Options

What type of label is supported for LibSVM one-class learning?

LegendLegend Member Posts: 8 Contributor II
edited November 2018 in Help
Dears,

I have tried SVM (LibSVM) one-class learning, however I found error message:
"The learning scheme SVM does not have sufficient capabilities for the given data set: binominal label not supported".

Even also tried polynominal, several other type conversion, I cannot get it.


I have tried to search on Google and this forum, I failed to find right answer.
Please give me the word :).

Very thanks.
Danny.

Answers

  • Options
    earmijoearmijo Member Posts: 270 Unicorn
    If you use one-class the variable can only have "one class". If the binomial variable you  are trying to classify has 2 options (true/false) the operator will complain. If you are trying to do straight classification change from "one-class" to C-SVC.

  • Options
    LegendLegend Member Posts: 8 Contributor II
    Hi, thanks for your response.

    However, I am not a newbie for SVM classification.
    Learning data has only one label, "true", for one-class learning.

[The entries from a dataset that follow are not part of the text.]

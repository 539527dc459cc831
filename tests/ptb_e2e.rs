//! Hand-built PTBs, method bundles and direct object reads.

mod common;

use std::str::FromStr;

use common::*;
use move_core_types::identifier::Identifier;
use sui_bind_types::{Argument, CallArg, Command, ObjectArg, ProgrammableMoveCall};
use sui_move_bind::codec::decode_dev_inspect_results;
use sui_move_bind::{
    get_object_ref, object_field_value, read_object, Codec, Method, MoveValue, PtbBuilder,
};

fn counter_call(function: &str, arguments: Vec<Argument>) -> ProgrammableMoveCall {
    ProgrammableMoveCall {
        package: addr(PACKAGE_ID),
        module: Identifier::from_str("counter").unwrap(),
        function: Identifier::from_str(function).unwrap(),
        type_arguments: vec![],
        arguments,
    }
}

fn shared_counter(mutable: bool) -> CallArg {
    CallArg::Object(ObjectArg::SharedObject {
        id: addr(COUNTER_ID),
        initial_shared_version: COUNTER_INITIAL_SHARED_VERSION,
        mutable,
    })
}

fn add_method(amount: u64) -> Method {
    Method::from_build(move || {
        let mut builder = PtbBuilder::new();
        let counter = builder.input(shared_counter(true))?;
        let amount = builder.pure(&amount)?;
        builder.move_call(counter_call("add", vec![counter, amount]))?;
        builder.finish()
    })
}

#[test]
fn test_method_execute_and_inspect() {
    let chain = chain();
    let method = add_method(5);

    let pt = method.build().unwrap();
    assert_eq!(pt.inputs.len(), 2);
    assert_eq!(pt.inputs[1], CallArg::Pure(5u64.to_le_bytes().to_vec()));

    let inspected = method.inspect(chain.as_ref(), &call_opts()).unwrap();
    assert_eq!(inspected.effects.status.status, "success");
    assert_eq!(chain.counter(), 0);

    method.execute(chain.as_ref(), &call_opts()).unwrap();
    method.execute(chain.as_ref(), &call_opts()).unwrap();
    assert_eq!(chain.counter(), 10);
    assert_eq!(chain.recorded().executed.len(), 2);
}

#[test]
fn test_inspect_returns_raw_results() {
    let chain = chain();
    let method = Method::from_build(|| {
        let mut builder = PtbBuilder::new();
        let counter = builder.input(shared_counter(false))?;
        builder.move_call(counter_call("get_count", vec![counter]))?;
        builder.finish()
    });
    add_method(42).execute(chain.as_ref(), &call_opts()).unwrap();

    let inspected = method.inspect(chain.as_ref(), &call_opts()).unwrap();
    let results = inspected.results.expect("results");
    let values =
        decode_dev_inspect_results(&Codec::new(), &results, &strings(&["u64"]), None).unwrap();
    assert_eq!(values, vec![MoveValue::U64(42)]);
}

#[test]
fn test_builder_commands_index_results() {
    let mut builder = PtbBuilder::new();
    let amount = builder.pure(&1_000u64).unwrap();
    let split = builder.split_coins(Argument::GasCoin, vec![amount]).unwrap();
    assert_eq!(split, Argument::Result(0));
    let recipient = builder.pure(&addr(SENDER)).unwrap();
    let transfer = builder
        .transfer_objects(vec![Argument::NestedResult(0, 0)], recipient)
        .unwrap();
    assert_eq!(transfer, Argument::Result(1));

    let pt = builder.finish().unwrap();
    assert_eq!(pt.commands.len(), 2);
    assert!(matches!(pt.commands[0], Command::SplitCoins(Argument::GasCoin, _)));
    assert_eq!(
        pt.inputs,
        vec![
            CallArg::Pure(1_000u64.to_le_bytes().to_vec()),
            CallArg::Pure(addr(SENDER).to_vec()),
        ]
    );

    let chain = chain();
    sui_move_bind::execute_ptb(chain.as_ref(), &call_opts(), pt).unwrap();
}

#[test]
fn test_unresolved_inputs_block_finish() {
    let mut builder = PtbBuilder::new();
    builder
        .input(CallArg::UnresolvedObject(addr(COUNTER_ID)))
        .unwrap();
    let err = builder.finish().unwrap_err();
    assert_error_contains(&err, "input 0", "unresolved");
}

#[test]
fn test_read_object_and_fields() {
    let chain = chain();
    add_method(7).execute(chain.as_ref(), &call_opts()).unwrap();

    let response = read_object(chain.as_ref(), COUNTER_ID).unwrap();
    let value: String = object_field_value(&response, "value").unwrap();
    assert_eq!(value, "7");
    let err = object_field_value::<String>(&response, "missing").unwrap_err();
    assert_error_contains(&err, "'missing'", "absent field");

    // one successful transaction bumps the version from 10
    let object_ref = get_object_ref(chain.as_ref(), COUNTER_ID).unwrap();
    assert_eq!(object_ref.object_id, addr(COUNTER_ID));
    assert_eq!(object_ref.version, 11);

    let ticket = get_object_ref(chain.as_ref(), TICKET_ID).unwrap();
    assert_eq!(ticket.version, 4);

    let err = get_object_ref(chain.as_ref(), "0xdead").unwrap_err();
    assert_error_contains(&err, "failed to read object 0xdead", "missing object");
}
//! Flat, deduplicated input list of one programmable transaction.

use anyhow::{anyhow, Context, Result};
use sui_bind_types::{Argument, CallArg, ObjectArg};
use tracing::debug;

use crate::encoder::{EncodedArgValue, EncodedCallArgument};

/// Collects transaction inputs and hands out `Argument::Input` indices.
///
/// The same object referenced by several commands is stored once. When a
/// shared object is first added immutably and later requested mutably, the
/// stored input is upgraded to mutable; it is never downgraded, and owned
/// objects are left alone.
///
/// One manager belongs to one transaction under construction.
#[derive(Debug, Clone, Default)]
pub struct CallArgManager {
    inputs: Vec<CallArg>,
}

impl CallArgManager {
    pub fn new() -> Self {
        Self::default()
    }

    /// Continue from the inputs of a transaction already being built.
    pub fn with_existing(inputs: Vec<CallArg>) -> Self {
        Self { inputs }
    }

    /// Add one input, returning its index.
    pub fn add_call_arg(&mut self, arg: CallArg) -> Result<Argument> {
        match &arg {
            CallArg::Object(object) => {
                if let Some(index) = self.find_object(object) {
                    if let ObjectArg::SharedObject { mutable: true, .. } = object {
                        self.escalate_mutability(index);
                    }
                    return input_argument(index);
                }
            }
            CallArg::UnresolvedObject(id) => {
                let existing = self
                    .inputs
                    .iter()
                    .position(|input| matches!(input, CallArg::UnresolvedObject(other) if other == id));
                if let Some(index) = existing {
                    return input_argument(index);
                }
            }
            CallArg::Pure(_) | CallArg::UnresolvedPure(_) => {}
        }

        let index = self.inputs.len();
        let argument = input_argument(index)?;
        self.inputs.push(arg);
        Ok(argument)
    }

    fn find_object(&self, object: &ObjectArg) -> Option<usize> {
        self.inputs.iter().position(|input| match input {
            CallArg::Object(existing) => existing.same_object(object),
            _ => false,
        })
    }

    fn escalate_mutability(&mut self, index: usize) {
        if let Some(CallArg::Object(ObjectArg::SharedObject { id, mutable, .. })) =
            self.inputs.get_mut(index)
        {
            if !*mutable {
                debug!(object_id = %id.to_hex_literal(), index, "shared input escalated to mutable");
                *mutable = true;
            }
        }
    }

    /// Add every input in order.
    pub fn convert_call_args(&mut self, args: &[CallArg]) -> Result<Vec<Argument>> {
        args.iter()
            .enumerate()
            .map(|(i, arg)| {
                self.add_call_arg(arg.clone())
                    .with_context(|| format!("call arg {}", i))
            })
            .collect()
    }

    /// Add encoded call arguments; chained results pass through untouched.
    pub fn convert_encoded_call_args(
        &mut self,
        args: &[EncodedCallArgument],
    ) -> Result<Vec<Argument>> {
        args.iter()
            .enumerate()
            .map(|(i, arg)| match &arg.value {
                EncodedArgValue::Argument(argument) => Ok(*argument),
                EncodedArgValue::CallArg(call_arg) => self
                    .add_call_arg(call_arg.clone())
                    .with_context(|| format!("encoded call arg {}", i)),
            })
            .collect()
    }

    pub fn inputs(&self) -> &[CallArg] {
        &self.inputs
    }

    pub fn into_inputs(self) -> Vec<CallArg> {
        self.inputs
    }

    pub fn len(&self) -> usize {
        self.inputs.len()
    }

    pub fn is_empty(&self) -> bool {
        self.inputs.is_empty()
    }
}

fn input_argument(index: usize) -> Result<Argument> {
    u16::try_from(index)
        .map(Argument::Input)
        .map_err(|_| anyhow!("too many transaction inputs: index {} exceeds u16", index))
}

    Even though I was eliminating label attribute, I couldn't get it.

    BR.
  • Options
    fischerfischer Member Posts: 439 Maven
    Hi,

    the capability check is broken for this case. For now, please go to the preferences and check "rapidminer.general.capabilities.warn". This will bypass the check and trigger only a warning (which you can ignore). I will fix this problem.

    Cheers,
    Simon
  • Options
    LegendLegend Member Posts: 8 Contributor II
    Dear Simon,

    I'd very appreciate your support.
    It will helpful.

    Kindly Regards,
    Danny.
  • Options
    dragoljubdragoljub Member Posts: 241 Contributor II
    This will also be very useful to me. LibSVMs one-class model should be able to take a binomial label and predict whether or not an example falls within or outside the one-class.

    Thanks,
    -Gagi
  • Options
    landland RapidMiner Certified Analyst, RapidMiner Certified Expert, Member Posts: 2,531 Unicorn
    Hi,
    we preferred to force the user to recognize that the One-class option really can't distinguish between two classes in a training set. That's why it will only work without warning if only one label value is present. If you have more than one lable, please create a new attribute with only one value as label.

    Greetings,
      Sebastian
  • Options
    dragoljubdragoljub Member Posts: 241 Contributor II
    I understand that for ease of use it makes sense to take one-class labels as training. For prediction one should be able to compare the performance between 2 classes. How else is performance measured? For example if I make a one-class model how can I check if some of my specific samples fall outside the one class boundary as expected?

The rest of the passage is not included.